*** Provided data ***

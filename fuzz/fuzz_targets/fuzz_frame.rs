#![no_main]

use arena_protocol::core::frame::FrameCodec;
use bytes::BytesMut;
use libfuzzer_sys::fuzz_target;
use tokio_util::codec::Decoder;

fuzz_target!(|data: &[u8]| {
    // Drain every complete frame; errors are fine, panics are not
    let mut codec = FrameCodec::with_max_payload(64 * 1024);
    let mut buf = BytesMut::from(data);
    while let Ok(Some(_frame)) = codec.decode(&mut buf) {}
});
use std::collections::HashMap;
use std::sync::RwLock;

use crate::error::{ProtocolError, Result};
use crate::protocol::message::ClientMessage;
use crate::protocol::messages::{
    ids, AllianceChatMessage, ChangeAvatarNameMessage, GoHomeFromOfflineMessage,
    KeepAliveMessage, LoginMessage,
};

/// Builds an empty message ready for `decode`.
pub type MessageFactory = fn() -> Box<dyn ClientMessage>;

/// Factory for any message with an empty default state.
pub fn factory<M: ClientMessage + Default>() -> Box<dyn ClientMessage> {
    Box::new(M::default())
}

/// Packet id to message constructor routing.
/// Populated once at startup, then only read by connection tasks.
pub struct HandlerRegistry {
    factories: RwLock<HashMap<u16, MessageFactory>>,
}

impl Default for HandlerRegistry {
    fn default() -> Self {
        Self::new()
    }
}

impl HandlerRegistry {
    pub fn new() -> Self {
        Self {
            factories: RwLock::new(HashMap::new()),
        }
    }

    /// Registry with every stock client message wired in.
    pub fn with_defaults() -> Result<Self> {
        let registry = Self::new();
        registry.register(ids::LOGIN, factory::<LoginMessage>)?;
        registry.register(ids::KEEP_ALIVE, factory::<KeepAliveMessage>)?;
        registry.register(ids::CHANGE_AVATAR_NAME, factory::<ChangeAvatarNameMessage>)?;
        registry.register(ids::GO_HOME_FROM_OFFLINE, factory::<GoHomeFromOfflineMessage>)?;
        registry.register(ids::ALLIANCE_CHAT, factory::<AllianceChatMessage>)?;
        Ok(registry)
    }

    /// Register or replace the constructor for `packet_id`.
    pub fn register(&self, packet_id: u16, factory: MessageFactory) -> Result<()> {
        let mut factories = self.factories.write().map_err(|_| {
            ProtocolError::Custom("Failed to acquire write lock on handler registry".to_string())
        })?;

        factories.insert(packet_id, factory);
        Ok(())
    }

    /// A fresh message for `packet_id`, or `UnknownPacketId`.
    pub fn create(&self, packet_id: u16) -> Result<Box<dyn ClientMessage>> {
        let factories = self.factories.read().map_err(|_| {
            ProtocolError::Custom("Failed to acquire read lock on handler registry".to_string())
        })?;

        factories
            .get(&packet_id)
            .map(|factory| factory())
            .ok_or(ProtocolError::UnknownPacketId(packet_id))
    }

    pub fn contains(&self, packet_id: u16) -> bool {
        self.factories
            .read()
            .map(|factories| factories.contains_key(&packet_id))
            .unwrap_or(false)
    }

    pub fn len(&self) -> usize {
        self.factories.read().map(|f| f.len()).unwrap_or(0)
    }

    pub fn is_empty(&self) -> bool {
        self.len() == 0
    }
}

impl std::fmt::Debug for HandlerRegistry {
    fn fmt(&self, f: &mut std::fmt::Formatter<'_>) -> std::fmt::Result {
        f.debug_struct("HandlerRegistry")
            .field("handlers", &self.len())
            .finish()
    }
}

***
*** Provided data ***

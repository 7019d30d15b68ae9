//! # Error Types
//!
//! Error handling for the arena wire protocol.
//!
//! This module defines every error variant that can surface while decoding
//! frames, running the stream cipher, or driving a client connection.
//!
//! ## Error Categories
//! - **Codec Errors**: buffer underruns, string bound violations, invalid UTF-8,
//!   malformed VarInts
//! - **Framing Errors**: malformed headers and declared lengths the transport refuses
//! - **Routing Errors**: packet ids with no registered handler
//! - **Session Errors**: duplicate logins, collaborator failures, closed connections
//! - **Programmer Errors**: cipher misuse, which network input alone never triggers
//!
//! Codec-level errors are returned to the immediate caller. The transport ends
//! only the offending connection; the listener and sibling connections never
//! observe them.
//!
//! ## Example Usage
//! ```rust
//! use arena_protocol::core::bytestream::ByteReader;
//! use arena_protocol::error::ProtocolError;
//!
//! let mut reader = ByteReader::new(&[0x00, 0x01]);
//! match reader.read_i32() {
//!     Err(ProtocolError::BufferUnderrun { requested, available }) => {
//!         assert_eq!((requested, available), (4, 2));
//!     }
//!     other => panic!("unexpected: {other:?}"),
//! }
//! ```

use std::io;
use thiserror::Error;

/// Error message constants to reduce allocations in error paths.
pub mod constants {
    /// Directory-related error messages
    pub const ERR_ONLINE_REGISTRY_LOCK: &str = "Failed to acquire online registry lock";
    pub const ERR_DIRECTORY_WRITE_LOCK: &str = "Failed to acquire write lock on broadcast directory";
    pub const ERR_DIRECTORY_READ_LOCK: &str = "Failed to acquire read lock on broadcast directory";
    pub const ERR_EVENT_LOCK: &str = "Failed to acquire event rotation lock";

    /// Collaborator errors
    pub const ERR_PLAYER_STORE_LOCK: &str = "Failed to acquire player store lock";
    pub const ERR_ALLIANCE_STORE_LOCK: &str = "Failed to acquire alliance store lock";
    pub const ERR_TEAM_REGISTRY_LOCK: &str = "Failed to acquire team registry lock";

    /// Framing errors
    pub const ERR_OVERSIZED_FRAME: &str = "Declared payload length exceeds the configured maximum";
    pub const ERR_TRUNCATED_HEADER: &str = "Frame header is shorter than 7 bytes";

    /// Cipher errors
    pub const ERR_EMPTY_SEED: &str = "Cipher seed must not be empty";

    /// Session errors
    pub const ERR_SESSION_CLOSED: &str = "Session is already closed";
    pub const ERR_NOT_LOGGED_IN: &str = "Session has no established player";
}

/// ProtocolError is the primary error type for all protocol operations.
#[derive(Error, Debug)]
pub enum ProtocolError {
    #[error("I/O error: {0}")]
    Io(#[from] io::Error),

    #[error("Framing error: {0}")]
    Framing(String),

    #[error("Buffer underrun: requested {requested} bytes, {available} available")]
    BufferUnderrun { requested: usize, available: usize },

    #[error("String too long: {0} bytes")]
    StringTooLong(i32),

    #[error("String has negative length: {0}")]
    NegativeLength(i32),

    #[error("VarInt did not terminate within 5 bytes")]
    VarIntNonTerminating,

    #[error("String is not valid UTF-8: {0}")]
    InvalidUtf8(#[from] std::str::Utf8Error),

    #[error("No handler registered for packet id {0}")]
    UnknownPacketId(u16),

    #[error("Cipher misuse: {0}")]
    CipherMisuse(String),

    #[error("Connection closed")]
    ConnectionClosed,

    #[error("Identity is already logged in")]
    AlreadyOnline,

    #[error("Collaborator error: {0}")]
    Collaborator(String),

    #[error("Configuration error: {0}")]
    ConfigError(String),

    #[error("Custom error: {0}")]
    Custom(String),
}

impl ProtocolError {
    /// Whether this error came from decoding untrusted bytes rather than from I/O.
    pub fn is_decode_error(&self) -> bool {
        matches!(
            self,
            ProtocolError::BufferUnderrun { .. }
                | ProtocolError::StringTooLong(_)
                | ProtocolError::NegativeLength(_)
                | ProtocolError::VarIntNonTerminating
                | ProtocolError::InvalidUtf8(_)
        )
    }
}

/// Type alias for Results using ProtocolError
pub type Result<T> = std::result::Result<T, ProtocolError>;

***

Could you reproduce exactly the lines of the entries above, from the one with "pub mod constants" through the one with "pub const ERR_DIRECTORY_WRITE_LOCK: &str", and nothing else?

— Output of the task —
pub mod constants {
    /// Directory-related error messages
    pub const ERR_ONLINE_REGISTRY_LOCK: &str = "Failed to acquire online registry lock";
    pub const ERR_DIRECTORY_WRITE_LOCK: &str = "Failed to acquire write lock on broadcast directory";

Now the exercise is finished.